Selasa, 10 September 2013

Rumah Sakit


Ia sering bepergian tengah malam,  mandi hujan,  menginap di hutan, ia pernah tinggal di lereng gunung selama empat tahun. Sebelum bulan Januari 2013 ia tidak pernah kedinginan atau merasa dingin, kedinginan dan merasa dingin adalah dua hal yang berbeda, bukan begitu?

Subuh itu ia tidur di atas sebuah meja dari kayu jati berwarna coklat muda yang dilapisi karpet berwarna biru yang warnanya telah pudar. “Tumben hari ini sangat dingin sekali.” Gumamnya dalam hati, saat ia terbangun karena kedinginan. Ia lalu membungkus tubuhnya dengan karpet alasnya untuk tidur. Namun, ia tetap kedinginan.


Ia pun turun dari tempat tidur lalu mengenakan jaket jeans berwarna biru tua untuk membuat segelas teh hangat, dengan itu ia berpikir kedinginan yang ia rasakan segera hilang.

Ia tidak kedinginan sejak ia duduk pada sebuah kursi sambil menikmati teh yang ia bikin. Subuh itu masih sepi, sesekali hanya suara sepeda motor yang terdengar melintas di depan rumahnya. “Kamu kenapa?” tanya Bapak saat keluar dari kamar, “Saya tidak apa-apa Pak.” Jawabku. Bapak lalu melangkah ke dapur. “Sepertinya ia hendak ke kamar mandi.” Tebakku dalam hati.

Ia masih duduk di sebuah kursi saat bapaknya kembali dari kamar mandi, “Kalau masuk angin, minta kerokan sama Ibu.” Kata bapak sambil menyingkap gorden pintu berwarna merah tua lalu masuk ke kamarnya. “ya,” jawabku menggampangkan perintahnya. “Aku tidak masuk angin, mungkin cuacanya yang`sedang dingin.” Bantahku dalam hati. Tidak lama kemudian, Ibu keluar dari kamar sepertinya ia juga hendak ke kamar mandi sambil menawarkan untuk mengerik tubuhku, namun aku menolaknya sebab aku yakin kalau tidak masuk angin, lagi pula aku sudah tidak kedinginan.

Semua yang datang pasti akan pergi, dalam beberapa hal akan datang kembali dengan suasana, takaran rasa dan kejadian yang berbeda. Adakah seseorang yang bisa mengukur rasa? Dingin yang sudah pergi telah kembali sejak segelas teh hangat telah habis ia minum. Ia menyerah pada kedinginan dan mengakui kalau masuk angin lalu membangunkan ibu untuk mengerik tubuhnya, “Bu kerokin, sepertinya aku masuk angin.” Kataku dengan muka serius. “tadi ditawari tidak mau.” Jawab Ibu sedikit marah. Aku diam dengan muka serius karena malu, sebenarnya saat itu ingin tertawa mengingat penolakan untuk dikerik tadi.
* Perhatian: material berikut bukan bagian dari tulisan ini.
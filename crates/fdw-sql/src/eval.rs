// SPDX-License-Identifier: Apache-2.0

//! Local evaluation of qualifiers the remote could not take
//!
//! Three-valued: comparisons involving NULL yield NULL, and a row only
//! passes when the whole qualifier is TRUE.

use std::cmp::Ordering;

use fdw_core::{FdwError, FdwResult, LocalType, Value};
use rust_decimal::prelude::{FromPrimitive, ToPrimitive};
use rust_decimal::{Decimal, RoundingStrategy};

use crate::expr::{BoolTestKind, Expr, Operator};

/// True when `expr` evaluates to TRUE for `row`.
pub fn matches(expr: &Expr, row: &[Value], params: &[Value]) -> FdwResult<bool> {
    match evaluate(expr, row, params)? {
        Value::Bool(b) => Ok(b),
        Value::Null => Ok(false),
        other => Err(FdwError::conversion(format!(
            "qualifier evaluated to {} instead of boolean",
            other.kind()
        ))),
    }
}

/// All qualifiers hold for `row`.
pub fn matches_all(quals: &[Expr], row: &[Value], params: &[Value]) -> FdwResult<bool> {
    for qual in quals {
        if !matches(qual, row, params)? {
            return Ok(false);
        }
    }
    Ok(true)
}

pub fn evaluate(expr: &Expr, row: &[Value], params: &[Value]) -> FdwResult<Value> {
    let eval = |e: &Expr| evaluate(e, row, params);
    match expr {
        Expr::Column(i) => row
            .get(*i)
            .cloned()
            .ok_or_else(|| FdwError::invalid_state(format!("column {i} not fetched"))),
        Expr::SystemColumn(name) => Err(FdwError::unsupported(format!(
            "system column \"{name}\" in a foreign table qualifier"
        ))),
        Expr::Const(v) => Ok(v.clone()),
        Expr::Param { index, .. } => params
            .get(*index)
            .cloned()
            .ok_or_else(|| FdwError::invalid_state(format!("parameter {index} not bound"))),
        Expr::Op { op, left, right } => binary(op, eval(left)?, eval(right)?),
        Expr::Not(arg) => Ok(match eval(arg)? {
            Value::Null => Value::Null,
            v => Value::Bool(!truth(&v)?),
        }),
        Expr::And(items) => {
            let mut saw_null = false;
            for item in items {
                match eval(item)? {
                    Value::Null => saw_null = true,
                    v if !truth(&v)? => return Ok(Value::Bool(false)),
                    _ => {}
                }
            }
            Ok(if saw_null { Value::Null } else { Value::Bool(true) })
        }
        Expr::Or(items) => {
            let mut saw_null = false;
            for item in items {
                match eval(item)? {
                    Value::Null => saw_null = true,
                    v if truth(&v)? => return Ok(Value::Bool(true)),
                    _ => {}
                }
            }
            Ok(if saw_null { Value::Null } else { Value::Bool(false) })
        }
        Expr::NullTest { arg, negated } => Ok(Value::Bool(eval(arg)?.is_null() != *negated)),
        Expr::BoolTest { arg, test } => {
            let v = match eval(arg)? {
                Value::Null => None,
                v => Some(truth(&v)?),
            };
            Ok(Value::Bool(match test {
                BoolTestKind::IsTrue => v == Some(true),
                BoolTestKind::IsNotTrue => v != Some(true),
                BoolTestKind::IsFalse => v == Some(false),
                BoolTestKind::IsNotFalse => v != Some(false),
                BoolTestKind::IsUnknown => v.is_none(),
                BoolTestKind::IsNotUnknown => v.is_some(),
            }))
        }
        Expr::ScalarArray {
            op,
            use_or,
            arg,
            elements,
        } => {
            let lhs = eval(arg)?;
            let mut saw_null = false;
            for element in elements {
                match binary(op, lhs.clone(), eval(element)?)? {
                    Value::Null => saw_null = true,
                    v => {
                        let hit = truth(&v)?;
                        if hit == *use_or {
                            return Ok(Value::Bool(hit));
                        }
                    }
                }
            }
            Ok(if saw_null {
                Value::Null
            } else {
                Value::Bool(!*use_or)
            })
        }
        Expr::Func { name, args } => {
            let args = args.iter().map(eval).collect::<FdwResult<Vec<_>>>()?;
            function(name, args)
        }
        Expr::Cast { arg, to, .. } => cast(eval(arg)?, *to),
    }
}

fn truth(v: &Value) -> FdwResult<bool> {
    v.as_bool()
        .ok_or_else(|| FdwError::conversion(format!("{} is not a boolean", v.kind())))
}

fn to_decimal(v: &Value) -> Option<Decimal> {
    match v {
        Value::Int(i) => Some(Decimal::from(*i)),
        Value::Numeric(d) => Some(*d),
        Value::Float(f) => Decimal::from_f64(*f),
        _ => None,
    }
}

fn to_f64(v: &Value) -> Option<f64> {
    match v {
        Value::Int(i) => Some(*i as f64),
        Value::Float(f) => Some(*f),
        Value::Numeric(d) => d.to_f64(),
        _ => None,
    }
}

fn compare(l: &Value, r: &Value) -> FdwResult<Ordering> {
    let ord = match (l, r) {
        (Value::Int(a), Value::Int(b)) => Some(a.cmp(b)),
        (Value::Float(_), _) | (_, Value::Float(_)) => match (to_f64(l), to_f64(r)) {
            (Some(a), Some(b)) => a.partial_cmp(&b),
            _ => None,
        },
        (Value::Numeric(_) | Value::Int(_), Value::Numeric(_) | Value::Int(_)) => {
            match (to_decimal(l), to_decimal(r)) {
                (Some(a), Some(b)) => Some(a.cmp(&b)),
                _ => None,
            }
        }
        (Value::Text(a), Value::Text(b)) => Some(a.cmp(b)),
        (Value::Bool(a), Value::Bool(b)) => Some(a.cmp(b)),
        (Value::Date(a), Value::Date(b)) => Some(a.cmp(b)),
        (Value::Time(a), Value::Time(b)) => Some(a.cmp(b)),
        (Value::Timestamp(a), Value::Timestamp(b)) => Some(a.cmp(b)),
        (Value::Date(a), Value::Timestamp(b)) => Some(a.and_time(chrono::NaiveTime::MIN).cmp(b)),
        (Value::Timestamp(a), Value::Date(b)) => Some(a.cmp(&b.and_time(chrono::NaiveTime::MIN))),
        (Value::TimestampTz(a), Value::TimestampTz(b)) => Some(a.cmp(b)),
        (Value::Uuid(a), Value::Uuid(b)) => Some(a.cmp(b)),
        (Value::Bytes(a), Value::Bytes(b)) | (Value::RawText(a), Value::RawText(b)) => Some(a.cmp(b)),
        _ => None,
    };
    ord.ok_or_else(|| {
        FdwError::conversion(format!("cannot compare {} with {}", l.kind(), r.kind()))
    })
}

fn overflow() -> FdwError {
    FdwError::conversion("integer out of range")
}

fn binary(op: &Operator, l: Value, r: Value) -> FdwResult<Value> {
    if l.is_null() || r.is_null() {
        return Ok(Value::Null);
    }
    if op.is_comparison() {
        let ord = compare(&l, &r)?;
        return Ok(Value::Bool(match op {
            Operator::Eq => ord == Ordering::Equal,
            Operator::NotEq => ord != Ordering::Equal,
            Operator::Lt => ord == Ordering::Less,
            Operator::LtEq => ord != Ordering::Greater,
            Operator::Gt => ord == Ordering::Greater,
            _ => ord != Ordering::Less,
        }));
    }
    match op {
        Operator::Like | Operator::NotLike | Operator::ILike | Operator::NotILike => {
            let (Some(text), Some(pattern)) = (l.as_str(), r.as_str()) else {
                return Err(FdwError::conversion("LIKE requires text operands"));
            };
            let fold = matches!(op, Operator::ILike | Operator::NotILike);
            let hit = if fold {
                like(&text.to_lowercase(), &pattern.to_lowercase())?
            } else {
                like(text, pattern)?
            };
            Ok(Value::Bool(hit != matches!(op, Operator::NotLike | Operator::NotILike)))
        }
        Operator::ShiftLeft | Operator::ShiftRight => {
            let (Some(a), Some(b)) = (l.as_i64(), r.as_i64()) else {
                return Err(FdwError::conversion("shift requires integer operands"));
            };
            let b = u32::try_from(b).map_err(|_| overflow())?;
            let shifted = if *op == Operator::ShiftLeft {
                a.checked_shl(b)
            } else {
                a.checked_shr(b)
            };
            shifted.map(Value::Int).ok_or_else(overflow)
        }
        Operator::Plus | Operator::Minus | Operator::Multiply | Operator::Divide => arithmetic(op, &l, &r),
        Operator::Other(name) => Err(FdwError::unsupported(format!(
            "operator {name} in a locally evaluated qualifier"
        ))),
        _ => Err(FdwError::internal(format!("operator {op:?} not handled"))),
    }
}

fn arithmetic(op: &Operator, l: &Value, r: &Value) -> FdwResult<Value> {
    match (l, r) {
        (Value::Int(a), Value::Int(b)) => {
            let out = match op {
                Operator::Plus => a.checked_add(*b),
                Operator::Minus => a.checked_sub(*b),
                Operator::Multiply => a.checked_mul(*b),
                _ if *b == 0 => return Err(FdwError::conversion("division by zero")),
                _ => a.checked_div(*b),
            };
            out.map(Value::Int).ok_or_else(overflow)
        }
        (Value::Float(_), _) | (_, Value::Float(_)) => {
            let (Some(a), Some(b)) = (to_f64(l), to_f64(r)) else {
                return Err(FdwError::conversion("arithmetic requires numeric operands"));
            };
            Ok(Value::Float(match op {
                Operator::Plus => a + b,
                Operator::Minus => a - b,
                Operator::Multiply => a * b,
                _ if b == 0.0 => return Err(FdwError::conversion("division by zero")),
                _ => a / b,
            }))
        }
        _ => {
            let (Some(a), Some(b)) = (to_decimal(l), to_decimal(r)) else {
                return Err(FdwError::conversion("arithmetic requires numeric operands"));
            };
            let out = match op {
                Operator::Plus => a.checked_add(b),
                Operator::Minus => a.checked_sub(b),
                Operator::Multiply => a.checked_mul(b),
                _ if b.is_zero() => return Err(FdwError::conversion("division by zero")),
                _ => a.checked_div(b),
            };
            out.map(Value::Numeric)
                .ok_or_else(|| FdwError::conversion("numeric value out of range"))
        }
    }
}

/// LIKE matching with `%`, `_` and backslash as the escape character.
pub fn like(text: &str, pattern: &str) -> FdwResult<bool> {
    #[derive(Clone, Copy, PartialEq)]
    enum Token {
        Any,
        One,
        Char(char),
    }

    let mut tokens = Vec::new();
    let mut chars = pattern.chars();
    while let Some(c) = chars.next() {
        tokens.push(match c {
            '%' => Token::Any,
            '_' => Token::One,
            '\\' => Token::Char(chars.next().ok_or_else(|| {
                FdwError::conversion("LIKE pattern must not end with escape character")
            })?),
            c => Token::Char(c),
        });
    }

    let text: Vec<char> = text.chars().collect();
    // dp[j]: pattern prefix of length j matches the current text prefix
    let mut dp = vec![false; tokens.len() + 1];
    dp[0] = true;
    for j in 1..=tokens.len() {
        dp[j] = dp[j - 1] && tokens[j - 1] == Token::Any;
    }
    for ch in text {
        let mut next = vec![false; tokens.len() + 1];
        for j in 1..=tokens.len() {
            next[j] = match tokens[j - 1] {
                Token::Any => next[j - 1] || dp[j],
                Token::One => dp[j - 1],
                Token::Char(c) => dp[j - 1] && c == ch,
            };
        }
        dp = next;
    }
    Ok(dp[tokens.len()])
}

fn text_arg<'v>(name: &str, v: &'v Value) -> FdwResult<&'v str> {
    v.as_str()
        .ok_or_else(|| FdwError::conversion(format!("{name}() expects text, got {}", v.kind())))
}

fn int_arg(name: &str, v: &Value) -> FdwResult<i64> {
    v.as_i64()
        .ok_or_else(|| FdwError::conversion(format!("{name}() expects an integer, got {}", v.kind())))
}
“Makanya kalau dinasehatin orangtua itu jangan ngeyel, kalau tidur jangan larut malam.” Kata ibu yang sedang mengerik punggungku. “apa coba hubungannya,” gumamku dalam hati keheranan. Sesekali aku mengaduh saat dikerik sebab jarang sekali tubuhku dikerik saat masuk angin, padahal ini adalah caraku untuk menghindar dari nasehatnasehatnya.

Tubuhku kembali hangat setelah dikerik, aku pun tidur dikamar setelah kamarku dirapikan oleh ibu lalu menyelimuti tubuhku dengan selimut tiga lapis. Tiba-tiba aku merasa mual dan ingin muntah, dengan segera aku lari menuju kamar mandi, selalu berulang seperti itu sampai Ibu menaruh sebuah ember di kamar, katanya agar aku tidak perlu bolakbalik ke kamar mandi. “Sepertinya Maghku kambuh.” Kataku dalam hati, dan masih muntah berkali-kali sampai tubuhku terasa lemas. Subuh itu aku tidak berdaya, sambil rebahan aku melihat cairan kental berwarna kuning, dan muntah kembali. “Bu ada obat magh, sepertinya maghku kambuh.” Kataku sambil merintih menahan perih dalam perut.
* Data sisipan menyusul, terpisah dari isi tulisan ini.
// SPDX-License-Identifier: Apache-2.0

//! Remote identifier resolution and quoting
//!
//! The remote folds unquoted identifiers to upper case while the host folds
//! them to lower case. A remote name is emitted unquoted only when doing so
//! resolves to exactly the same name on the remote.

use std::fmt;

use fdw_core::{ColumnDescriptor, ForeignTable, RemoteSource};

/// Words the remote will not accept as unquoted identifiers
const RESERVED_WORDS: &[&str] = &[
    "ADD", "ADMIN", "ALL", "ALTER", "AND", "ANY", "AS", "AT", "AVG", "BEGIN", "BETWEEN", "BIGINT",
    "BIT_LENGTH", "BLOB", "BOOLEAN", "BOTH", "BY", "CASE", "CAST", "CHAR", "CHARACTER",
    "CHAR_LENGTH", "CHECK", "CLOSE", "COLLATE", "COLUMN", "COMMIT", "CONNECT", "CONSTRAINT",
    "COUNT", "CREATE", "CROSS", "CURRENT", "CURRENT_DATE", "CURRENT_ROLE", "CURRENT_TIME",
    "CURRENT_TIMESTAMP", "CURRENT_USER", "CURSOR", "DATE", "DAY", "DEC", "DECIMAL", "DECLARE",
    "DEFAULT", "DELETE", "DELETING", "DISCONNECT", "DISTINCT", "DOUBLE", "DROP", "ELSE", "END",
    "ESCAPE", "EXECUTE", "EXISTS", "EXTERNAL", "EXTRACT", "FALSE", "FETCH", "FILTER", "FLOAT",
    "FOR", "FOREIGN", "FROM", "FULL", "FUNCTION", "GDSCODE", "GLOBAL", "GRANT", "GROUP",
    "HAVING", "HOUR", "IN", "INDEX", "INNER", "INSENSITIVE", "INSERT", "INSERTING", "INT",
    "INTEGER", "INTO", "IS", "JOIN", "LEADING", "LEFT", "LIKE", "LONG", "LOWER", "MAX",
    "MAXIMUM_SEGMENT", "MERGE", "MIN", "MINUTE", "MONTH", "NATIONAL", "NATURAL", "NCHAR", "NO",
    "NOT", "NULL", "NUMERIC", "OCTET_LENGTH", "OF", "ON", "ONLY", "OPEN", "OR", "ORDER", "OUTER",
    "PARAMETER", "PLAN", "POSITION", "POST_EVENT", "PRECISION", "PRIMARY", "PROCEDURE",
    "RDB$DB_KEY", "REAL", "RECORD_VERSION", "RECREATE", "RECURSIVE", "REFERENCES", "RELEASE",
    "RETURNING_VALUES", "RETURNS", "REVOKE", "RIGHT", "ROLLBACK", "ROW_COUNT", "ROWS",
    "SAVEPOINT", "SECOND", "SELECT", "SENSITIVE", "SET", "SIMILAR", "SMALLINT", "SOME",
    "SQLCODE", "SQLSTATE", "START", "SUM", "TABLE", "THEN", "TIME", "TIMESTAMP", "TO",
    "TRAILING", "TRIGGER", "TRIM", "TRUE", "UNION", "UNIQUE", "UNKNOWN", "UPDATE", "UPDATING",
    "UPPER", "USER", "USING", "VALUE", "VALUES", "VARCHAR", "VARIABLE", "VARYING", "VIEW",
    "WHEN", "WHERE", "WHILE", "WITH", "YEAR",
];

pub fn is_reserved(name: &str) -> bool {
    RESERVED_WORDS.iter().any(|w| w.eq_ignore_ascii_case(name))
}

/// True when `name` can be written unquoted and still resolve to itself.
pub fn is_plain(name: &str) -> bool {
    let mut chars = name.chars();
    chars.next().is_some_and(|c| c.is_ascii_uppercase())
        && chars.all(|c| c.is_ascii_uppercase() || c.is_ascii_digit() || c == '_' || c == '$')
        && !is_reserved(name)
}

/// Remote default case folding for unquoted identifiers.
pub fn fold_upper(name: &str) -> String {
    name.to_uppercase()
}

/// A remote identifier together with its quoting decision
#[derive(Debug, Clone, PartialEq, Eq, Hash)]
pub struct RemoteIdent {
    pub name: String,
    pub quoted: bool,
}

impl RemoteIdent {
    pub fn plain(name: impl Into<String>) -> Self {
        Self {
            name: name.into(),
            quoted: false,
        }
    }

    pub fn quoted(name: impl Into<String>) -> Self {
        Self {
            name: name.into(),
            quoted: true,
        }
    }

    /// Resolves a remote identifier.
    ///
    /// Precedence: `policy` (explicit per-object option, else inherited
    /// table or server default), then the case heuristic. Without an
    /// explicit remote name the local name stands in, folded to upper case
    /// unless quoting was requested.
    pub fn resolve(local_name: &str, explicit: Option<&str>, policy: Option<bool>) -> Self {
        match (policy, explicit) {
            (Some(true), Some(name)) => Self::quoted(name),
            (Some(true), None) => Self::quoted(local_name),
            (Some(false), Some(name)) => Self::plain(name),
            (Some(false), None) => Self::plain(local_name),
            (None, Some(name)) => Self {
                name: name.to_string(),
                quoted: !is_plain(name),
            },
            (None, None) => {
                let folded = fold_upper(local_name);
                let quoted = !is_plain(&folded);
                Self {
                    name: folded,
                    quoted,
                }
            }
        }
    }
}

impl RemoteIdent {
    /// Name as stored in the remote catalog: unquoted identifiers are
    /// folded to upper case by the remote.
    pub fn stored_name(&self) -> String {
        if self.quoted {
            self.name.clone()
        } else {
            fold_upper(&self.name)
        }
    }
}

impl fmt::Display for RemoteIdent {
    fn fmt(&self, f: &mut fmt::Formatter<'_>) -> fmt::Result {
        if self.quoted {
            write!(f, "\"{}\"", self.name.replace('"', "\"\""))
        } else {
            f.write_str(&self.name)
        }
    }
}

/// Remote identifier of a column; `table_default` is the inherited policy.
pub fn column_ident(column: &ColumnDescriptor, table_default: Option<bool>) -> RemoteIdent {
    RemoteIdent::resolve(
        &column.name,
        column.explicit_remote_name(),
        column.options.quote_identifier.or(table_default),
    )
}

/// Remote identifier of a table-backed foreign table, `None` for queries.
pub fn table_ident(table: &ForeignTable, policy: Option<bool>) -> Option<RemoteIdent> {
    match &table.source {
        RemoteSource::Table(name) if table.options.table_name.is_some() => {
            Some(RemoteIdent::resolve(&table.name, Some(name), policy))
        }
        RemoteSource::Table(_) => Some(RemoteIdent::resolve(&table.name, None, policy)),
        RemoteSource::Query(_) => None,
    }
}

/// Local name for an imported remote identifier.
///
/// Plain upper-case names come back in the host's lower case; anything else
/// keeps its exact spelling and must be marked with `quote_identifier`.
#[derive(Debug, Clone, PartialEq, Eq)]
pub struct ImportedName {
    pub local: String,
    pub quote_identifier: bool,
}

pub fn import_name(remote: &str) -> ImportedName {
    if is_plain(remote) {
        ImportedName {
            local: remote.to_lowercase(),
            quote_identifier: false,
        }
    } else {
        ImportedName {
            local: remote.to_string(),
            quote_identifier: true,
        }
    }
}

/// Host-side identifier rendering (host folds to lower case).
pub fn quote_local(name: &str) -> String {
    let simple = name
        .chars()
        .next()
        .is_some_and(|c| c.is_ascii_lowercase() || c == '_')
        && name
            .chars()
            .all(|c| c.is_ascii_lowercase() || c.is_ascii_digit() || c == '_' || c == '$');
    if simple && !is_reserved(name) {
        name.to_string()
    } else {
        format!("\"{}\"", name.replace('"', "\"\""))
    }
}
Ibu pergi ke rumah Om dan Tante yang rumahnya bersebelahan dengan rumahku untuk membeli obat magh. Om-ku seorang satpam di kantor telekomunikasi dan tanteku ibu rumah tangga yang kesehariannya menjaga toko.  Ibu datang dengan om-ku tanpa membawa obat magh. Mereka membujukku agar mau dibawa ke PKU cabang dekat rumah.

Setelah diperiksa suster di PKU aku dibawa ke tempat dokter praktek  sebab setelah diberi obat oleh suster di PKU mualmuntah tak juga berhenti. Dua tempat pengobatan yang kudatangi tidak juga membuat mualmuntahku berhenti. Akhirnya aku dirawat inap di PKU cabang oleh persetujuan Ibu.

Dua hari aku menginap di PKU, teman-teman dan tetangga silih berganti menjenguk. Aku tidak lagi mual dan tidak doyan makan. Pagi pukul lima, perutku serasa ditusuktusuk sebuah jarum dan nafasku terasa sesak seperti ada beban seratus kilogram yang ditaruh di atas dadaku. Dokter yang pagi itu sudah datang menyarankan agar aku dirujuk ke RSUD, katanya aku sakit kholiq, aku tidak tahu kholiq itu penyakit macam apa. Pagi itu pula aku dibawa ke RSUD dan di rawat lima hari di sana.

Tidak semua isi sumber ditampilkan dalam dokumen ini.